Anyway, I’ve found that cycling is taking on that character lately. The bike feels less like this separate, unfamiliar, awkward thing, and more like an extension of my body, my hands and feet and torso and…glutes. And that makes the whole experience so much more comfortable, and satisfying. It also feels safer, by the way (especially when I’m moving at a good pace on the road), because there’s a sense that I can react better with the bike in a sudden moment if I have to. So that, you know, I don’t die. (See point #1.)

(3) One of the things I came to enjoy about running all those years ago (and believe me, I was as surprised as anyone that I did come to love running; never could have predicted that) was that, as I got to the point that I was able to go for longer runs (3 miles became 5, then 8, then 10, then half-marathons), I enjoyed the sense of adventure that running gave me.

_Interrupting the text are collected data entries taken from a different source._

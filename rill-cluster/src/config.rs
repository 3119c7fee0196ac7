//! Cluster configuration.
//!
//! A [`ClusterConfig`] describes how to launch every role and how long to
//! wait for it. It is usually loaded from TOML:
//!
//! ```toml
//! host = "127.0.0.1"
//! brokers = 1
//! log_dir = "target/rill-logs"
//!
//! [readiness]
//! timeout_ms = 30000
//!
//! [broker]
//! program = "hstream-server"
//! args = ["--host", "{host}", "--port", "{port}", "--internal-port", "{internal_port}",
//!         "--store-config", "{storage}", "--zkuri", "{coordination}"]
//! ```
//!
//! Launch arguments may reference these placeholders: `{host}`, `{port}`,
//! `{internal_port}`, `{address}`, `{data_dir}`, `{index}`, `{name}`,
//! `{coordination}` and `{storage}` (the addresses of the dependency nodes).

use std::collections::BTreeMap;
use std::path::{Path, PathBuf};
use std::time::Duration;

use serde::{Deserialize, Serialize};

use crate::error::{ClusterError, Result};
use crate::topology::{ClusterTopology, NodeRole};

/// Environment variable naming a cluster config file.
pub const CONFIG_ENV: &str = "RILL_CLUSTER_CONFIG";

/// How a node process is launched.
#[derive(Debug, Clone, Default, PartialEq, Eq, Serialize, Deserialize)]
#[serde(default)]
pub struct NodeCommand {
    /// Program to execute.
    pub program: String,
    /// Arguments, with placeholders.
    pub args: Vec<String>,
    /// Extra environment variables, with placeholders.
    pub env: BTreeMap<String, String>,
}

impl NodeCommand {
    /// Creates a command without arguments.
    #[must_use]
    pub fn new(program: impl Into<String>) -> Self {
        Self {
            program: program.into(),
            ..Self::default()
        }
    }

    /// Appends arguments.
    #[must_use]
    pub fn args<I, S>(mut self, args: I) -> Self
    where
        I: IntoIterator<Item = S>,
        S: Into<String>,
    {
        self.args.extend(args.into_iter().map(Into::into));
        self
    }

    /// Adds an environment variable.
    #[must_use]
    pub fn env(mut self, key: impl Into<String>, value: impl Into<String>) -> Self {
        self.env.insert(key.into(), value.into());
        self
    }
}

/// Bounds for readiness polling.
#[derive(Debug, Clone, Copy, PartialEq, Eq, Serialize, Deserialize)]
#[serde(default)]
pub struct ReadinessPolicy {
    /// Total time to wait for one node.
    pub timeout_ms: u64,
    /// First delay between probes.
    pub initial_backoff_ms: u64,
    /// Upper bound for the delay between probes.
    pub max_backoff_ms: u64,
}

impl ReadinessPolicy {
    /// Returns the readiness timeout.
    #[must_use]
    pub const fn timeout(&self) -> Duration {
        Duration::from_millis(self.timeout_ms)
    }

    /// Returns the first probe delay.
    #[must_use]
    pub const fn initial_backoff(&self) -> Duration {
        Duration::from_millis(self.initial_backoff_ms)
    }

    /// Returns the maximum probe delay.
    #[must_use]
    pub const fn max_backoff(&self) -> Duration {
        Duration::from_millis(self.max_backoff_ms)
    }
}

impl Default for ReadinessPolicy {
    fn default() -> Self {
        Self {
            timeout_ms: 30_000,
            initial_backoff_ms: 50,
            max_backoff_ms: 1_000,
        }
    }
}

/// Everything needed to start a cluster.
#[derive(Debug, Clone, PartialEq, Eq, Serialize, Deserialize)]
#[serde(default)]
pub struct ClusterConfig {
    /// Host every node binds to.
    pub host: String,
    /// Number of broker nodes.
    pub brokers: u32,
    /// Coordination node port.
    pub coordination_port: u16,
    /// Storage node port.
    pub storage_port: u16,
    /// First broker client port.
    pub broker_port: u16,
    /// First broker internal port.
    pub internal_port: u16,
    /// Directory node logs are written to at teardown.
    pub log_dir: PathBuf,
    /// Time allowed for a node to exit after being killed.
    pub stop_timeout_ms: u64,
    /// Readiness bounds, applied to every node.
    pub readiness: ReadinessPolicy,
    /// Coordination node launch command.
    pub coordination: NodeCommand,
    /// Storage node launch command.
    pub storage: NodeCommand,
    /// Broker launch command.
    pub broker: NodeCommand,
}

impl Default for ClusterConfig {
    fn default() -> Self {
        Self {
            host: "127.0.0.1".to_string(),
            brokers: 1,
            coordination_port: 2181,
            storage_port: 4440,
            broker_port: 6570,
            internal_port: 65000,
            log_dir: PathBuf::from("target/rill-logs"),
            stop_timeout_ms: 10_000,
            readiness: ReadinessPolicy::default(),
            coordination: NodeCommand::default(),
            storage: NodeCommand::default(),
            broker: NodeCommand::default(),
        }
    }
}

impl ClusterConfig {
    /// Creates a builder starting from the defaults.
    #[must_use]
    pub fn builder() -> ClusterConfigBuilder {
        ClusterConfigBuilder {
            config: Self::default(),
        }
    }

    /// Loads a config from a TOML file.
    ///
    /// # Errors
    ///
    /// Returns an error if the file cannot be read or parsed.
    pub fn from_file<P: AsRef<Path>>(path: P) -> Result<Self> {
        let contents =
            std::fs::read_to_string(path.as_ref()).map_err(|e| ClusterError::ConfigIo {
                path: path.as_ref().display().to_string(),
                source: e,
            })?;
        Self::from_toml(&contents)
    }

    /// Parses a config from a TOML string.
    ///
    /// # Errors
    ///
    /// Returns an error if the TOML cannot be parsed.
    pub fn from_toml(toml: &str) -> Result<Self> {
        toml::from_str(toml).map_err(|e| ClusterError::ConfigParse {
            message: e.to_string(),
        })
    }

    /// Loads the config named by `RILL_CLUSTER_CONFIG`, if set.
    ///
    /// # Errors
    ///
    /// Returns an error if the variable is set but the file is unusable.
    pub fn from_env() -> Result<Option<Self>> {
        std::env::var_os(CONFIG_ENV)
            .map(|path| Self::from_file(PathBuf::from(path)))
            .transpose()
    }

    /// Serializes the config to TOML.
    #[must_use]
    pub fn to_toml(&self) -> String {
        toml::to_string_pretty(self).unwrap_or_default()
    }

    /// Returns the launch command for a role.
    #[must_use]
    pub const fn command(&self, role: NodeRole) -> &NodeCommand {
        match role {
            NodeRole::Coordination => &self.coordination,
            NodeRole::Storage => &self.storage,
            NodeRole::Broker => &self.broker,
        }
    }

    /// Returns the stop timeout.
    #[must_use]
    pub const fn stop_timeout(&self) -> Duration {
        Duration::from_millis(self.stop_timeout_ms)
    }

    /// Derives the topology described by this config.
    ///
    /// # Errors
    ///
    /// Returns an error if the topology is invalid or a role has no program.
    pub fn topology(&self) -> Result<ClusterTopology> {
        for role in [NodeRole::Coordination, NodeRole::Storage, NodeRole::Broker] {
            if self.command(role).program.is_empty() {
                return Err(ClusterError::InvalidTopology {
                    reason: format!("no launch program configured for {role}"),
                });
            }
        }
        ClusterTopology::builder()
            .host(&self.host)
            .coordination_port(self.coordination_port)
            .storage_port(self.storage_port)
            .brokers(self.brokers)
            .broker_port(self.broker_port)
            .internal_port(self.internal_port)
            .build()
    }
}

/// Builder for [`ClusterConfig`].
#[derive(Debug, Clone)]
pub struct ClusterConfigBuilder {
    config: ClusterConfig,
}

impl ClusterConfigBuilder {
    /// Sets the bind host.
    #[must_use]
    pub fn host(mut self, host: impl Into<String>) -> Self {
        self.config.host = host.into();
        self
    }

    /// Sets the number of brokers.
    #[must_use]
    pub const fn brokers(mut self, count: u32) -> Self {
        self.config.brokers = count;
        self
    }

    /// Sets the coordination and storage ports.
    #[must_use]
    pub const fn dependency_ports(mut self, coordination: u16, storage: u16) -> Self {
        self.config.coordination_port = coordination;
        self.config.storage_port = storage;
        self
    }

    /// Sets the first broker client and internal ports.
    #[must_use]
    pub const fn broker_ports(mut self, client: u16, internal: u16) -> Self {
        self.config.broker_port = client;
        self.config.internal_port = internal;
        self
    }

    /// Sets the log directory.
    #[must_use]
    pub fn log_dir(mut self, dir: impl Into<PathBuf>) -> Self {
        self.config.log_dir = dir.into();
        self
    }

    /// Sets the readiness policy.
    #[must_use]
    pub const fn readiness(mut self, policy: ReadinessPolicy) -> Self {
        self.config.readiness = policy;
        self
    }

    /// Sets the launch command for a role.
    #[must_use]
    pub fn command(mut self, role: NodeRole, command: NodeCommand) -> Self {
        match role {
            NodeRole::Coordination => self.config.coordination = command,
            NodeRole::Storage => self.config.storage = command,
            NodeRole::Broker => self.config.broker = command,
        }
        self
    }

    /// Finishes the config.
    #[must_use]
    pub fn build(self) -> ClusterConfig {
        self.config
    }
}

/// Substitutes `{name}` placeholders in `template`.
///
/// `{{` and `}}` produce literal braces.
///
/// # Errors
/// Returns `UnknownPlaceholder` for a name missing from `values`.
pub fn render(template: &str, values: &BTreeMap<&str, String>) -> Result<String> {
    let mut out = String::with_capacity(template.len());
    let mut rest = template;
    while let Some(start) = rest.find(['{', '}']) {
        out.push_str(&rest[..start]);
        let tail = &rest[start..];
        if tail.starts_with("{{") || tail.starts_with("}}") {
            out.push_str(&tail[..1]);
            rest = &tail[2..];
            continue;
        }
        let end = match (tail.starts_with('{'), tail.find('}')) {
            (true, Some(end)) => end,
            _ => {
                return Err(ClusterError::UnknownPlaceholder {
                    name: tail.to_string(),
                })
            }
        };
        let name = &tail[1..end];
        let value = values
            .get(name)
            .ok_or_else(|| ClusterError::UnknownPlaceholder {
                name: name.to_string(),
            })?;
        out.push_str(value);
        rest = &tail[end + 1..];
    }
    out.push_str(rest);
    Ok(out)
}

When you lace up your shoes and set out to do, say, ten miles instead of three, there’s a sense of adventure: you’re going to be out for a good long while, listening to more music, seeing more roads and houses and cars and people, experiencing your own body’s ups and downs, what it can and can’t handle, perhaps even enduring changes in the weather as you go. That, more than anything, is what I miss now that I can’t run like that.

But it hit me the other day, happily, that going for these bike rides is perhaps filling that gap, and that because of the road component of the rides I’ve been doing. Don’t get me wrong: I do enjoy the simple, safe, straightforward trail miles, but having to get to the trail from my house by riding a good seven miles on local roads has created that sense of adventure again. Sometimes I think, Just drive to the trail parking lot and set out from there, so that all your riding is trail riding. But now I’m thinking, No, leave from home, force yourself to hit the road. Not only does it save some time on a busy Saturday, but the sense of odyssey is better too.